How long we keep things
- Account data and site content: for as long as your account is open. Deleting your account, or a site, permanently removes the associated content, leads and analytics.
- Guest leads (bookings, enquiries and similar): kept for the restaurant until the restaurant or the guest asks for deletion, or the restaurant's account or site is deleted. We are introducing automatic retention limits so old leads don't linger indefinitely.
- Analytics events: kept as aggregate history for the restaurant's dashboard; a retention cap is being introduced as part of the same work.
- Menu scan photos: not stored — processed and discarded.
Who we work with
We use a small number of service providers to run TableSpark. They process data only on our instructions:
| Provider | What they do | What they handle |
|---|---|---|
| Cloudflare | Hosting and delivery of the platform and all restaurant sites | All site traffic in transit; short-lived technical logs |
| Supabase | Database, authentication and media storage | Account data, site content, guest leads, analytics events |
| Google Fonts & Fontshare | Deliver the typefaces used on our pages and templates | Your IP address receives the font files (a standard web request; no cookies) |
| Pexels | Free stock photography that restaurants can use on their sites | Your browser fetches chosen images from Pexels' image servers |
| OpenAI | Reads menu photos for the AI menu scan (customers only) | Menu photos, transiently; nothing stored by us |
Some restaurant sites also choose to embed third-party content — a Google map, a YouTube video, an external booking widget.
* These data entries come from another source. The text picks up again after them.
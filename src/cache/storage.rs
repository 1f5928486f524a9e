//! Durable snapshot storage for the like cache.
//!
//! The in-memory store is the source of truth while running; this only
//! carries records across restarts. Records are namespaced per service and
//! acting user, since `is_liked` is a per-user fact.

use color_eyre::{eyre::eyre, Result};
use rusqlite::{params, Connection};
use sha2::{Digest, Sha256};
use std::path::{Path, PathBuf};
use std::sync::Mutex;

use super::types::CachedLikeStatus;

/// Trait for durable snapshot backends.
pub trait CacheStorage: Send + Sync {
  /// Replace the stored snapshot for `namespace` with `records`.
  fn save(&self, namespace: &str, records: &[CachedLikeStatus]) -> Result<()>;

  /// Load the stored snapshot for `namespace`.
  fn load(&self, namespace: &str) -> Result<Vec<CachedLikeStatus>>;

  /// Remove everything stored for `namespace`.
  fn clear(&self, namespace: &str) -> Result<()>;
}

/// Storage implementation that doesn't persist anything.
/// Used when persistence is disabled - all operations are no-ops.
pub struct NoopStorage;

impl CacheStorage for NoopStorage {
  fn save(&self, _namespace: &str, _records: &[CachedLikeStatus]) -> Result<()> {
    Ok(()) // Discard
  }

  fn load(&self, _namespace: &str) -> Result<Vec<CachedLikeStatus>> {
    Ok(Vec::new())
  }

  fn clear(&self, _namespace: &str) -> Result<()> {
    Ok(())
  }
}

/// Stable namespace for a service URL and acting user.
pub fn namespace_for(service_url: &str, user: Option<&str>) -> String {
  let input = format!(
    "{}|{}",
    service_url.trim_end_matches('/'),
    user.unwrap_or("")
  );

  // SHA256 hash for stable, fixed-length keys
  let mut hasher = Sha256::new();
  hasher.update(input.as_bytes());
  hex::encode(hasher.finalize())
}

/// SQLite-based snapshot storage.
pub struct SqliteStorage {
  conn: Mutex<Connection>,
}

impl SqliteStorage {
  /// Open the database at the default location.
  pub fn open_default() -> Result<Self> {
    Self::open(&Self::default_path()?)
  }

  /// Open or create the database at `path`.
  pub fn open(path: &Path) -> Result<Self> {
    // Ensure parent directory exists
    if let Some(parent) = path.parent() {
      std::fs::create_dir_all(parent)
        .map_err(|e| eyre!("Failed to create cache directory: {}", e))?;
    }

    let conn = Connection::open(path)
      .map_err(|e| eyre!("Failed to open cache database at {}: {}", path.display(), e))?;

    let storage = Self {
      conn: Mutex::new(conn),
    };
    storage.run_migrations()?;

    Ok(storage)
  }

  /// Get the default database path.
  pub fn default_path() -> Result<PathBuf> {
    let data_dir = dirs::data_dir()
      .or_else(|| dirs::home_dir().map(|p| p.join(".local/share")))
      .ok_or_else(|| eyre!("Could not determine data directory"))?;

    Ok(data_dir.join("likecache").join("cache.db"))
  }

  fn run_migrations(&self) -> Result<()> {
    let conn = self
      .conn
      .lock()
      .map_err(|e| eyre!("Lock poisoned: {}", e))?;

    conn
      .execute_batch(CACHE_SCHEMA)
      .map_err(|e| eyre!("Failed to run cache migrations: {}", e))?;

    Ok(())
  }
}

const CACHE_SCHEMA: &str = r#"
CREATE TABLE IF NOT EXISTS like_cache (
    namespace TEXT NOT NULL,
    entity_id TEXT NOT NULL,
    data BLOB NOT NULL,
    cached_at TEXT NOT NULL,
    PRIMARY KEY (namespace, entity_id)
);
"#;

impl CacheStorage for SqliteStorage {
  fn save(&self, namespace: &str, records: &[CachedLikeStatus]) -> Result<()> {
    let mut conn = self
      .conn
      .lock()
      .map_err(|e| eyre!("Lock poisoned: {}", e))?;

    let tx = conn
      .transaction()
      .map_err(|e| eyre!("Failed to begin transaction: {}", e))?;

    tx.execute(
      "DELETE FROM like_cache WHERE namespace = ?",
      params![namespace],
    )
    .map_err(|e| eyre!("Failed to delete old snapshot: {}", e))?;

    for record in records {
      let data =
        serde_json::to_vec(record).map_err(|e| eyre!("Failed to serialize record: {}", e))?;
      tx.execute(
        "INSERT OR REPLACE INTO like_cache (namespace, entity_id, data, cached_at)
         VALUES (?, ?, ?, ?)",
        params![
          namespace,
          record.entity_id,
          data,
          record.cached_at.to_rfc3339()
        ],
      )
      .map_err(|e| eyre!("Failed to store record {}: {}", record.entity_id, e))?;
    }

    tx.commit()
      .map_err(|e| eyre!("Failed to commit transaction: {}", e))?;

    Ok(())
  }

  fn load(&self, namespace: &str) -> Result<Vec<CachedLikeStatus>> {
    let conn = self
      .conn
      .lock()
      .map_err(|e| eyre!("Lock poisoned: {}", e))?;

    let mut stmt = conn
      .prepare("SELECT data FROM like_cache WHERE namespace = ? ORDER BY entity_id")
      .map_err(|e| eyre!("Failed to prepare query: {}", e))?;

    // Rows that no longer deserialize are skipped rather than failing the load
    let records: Vec<CachedLikeStatus> = stmt
      .query_map(params![namespace], |row| row.get::<_, Vec<u8>>(0))
      .map_err(|e| eyre!("Failed to query records: {}", e))?
      .filter_map(|r| r.ok())
      .filter_map(|data| serde_json::from_slice(&data).ok())
      .collect();

    Ok(records)
  }

  fn clear(&self, namespace: &str) -> Result<()> {
    let conn = self
      .conn
      .lock()
      .map_err(|e| eyre!("Lock poisoned: {}", e))?;

    conn
      .execute(
        "DELETE FROM like_cache WHERE namespace = ?",
        params![namespace],
      )
      .map_err(|e| eyre!("Failed to clear snapshot: {}", e))?;

    Ok(())
  }
}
Loading those hands a standard web request to that provider; we are moving all such embeds to click-to-load, so nothing loads until you choose it. See our cookie declaration.
Where a provider processes data outside the UK/EEA, transfers are covered by that provider's data-processing agreement and standard contractual clauses.
Your rights
Under UK and EU data-protection law you can ask for access to your data, correction, deletion, restriction, portability, and you can object to processing based on legitimate interest. You can also withdraw consent at any time where consent is the basis (for example a newsletter).
- Guests: the restaurant you dealt with is the controller of your booking or enquiry — contacting them directly is usually fastest, and we give them the tools to delete your details. You can always email us at hello@tablespark.uk and we will pass the request on and make sure it's honoured.
- Customers: email hello@tablespark.uk from your account address for a copy, correction or deletion of your account data.
You also have the right to complain to the Information Commissioner's Office (ico.org.uk) or your local EU supervisory authority — though we'd appreciate the chance to sort things out first.
Unsubscribing and deletion, in practice
- Newsletters: every mailing sent through TableSpark will carry a one-click unsubscribe link that works instantly, without a login. Until you unsubscribe, only the restaurant you signed up with can email you through us.
- Booking and enquiry details: ask the restaurant, or us, and the records are deleted from the restaurant's inbox and our database. Deletion requests made through a restaurant site land in the owner's inbox with a one-click delete action.
- Whole accounts: account deletion removes the profile, its sites, and everything beneath them.
Changes to this policy
If we change this policy in a way that matters — new processors, new data, new purposes — we'll update this page, revise the date at the top, and for significant changes notify account holders by email. The current version always lives at tablespark.uk/privacy.html.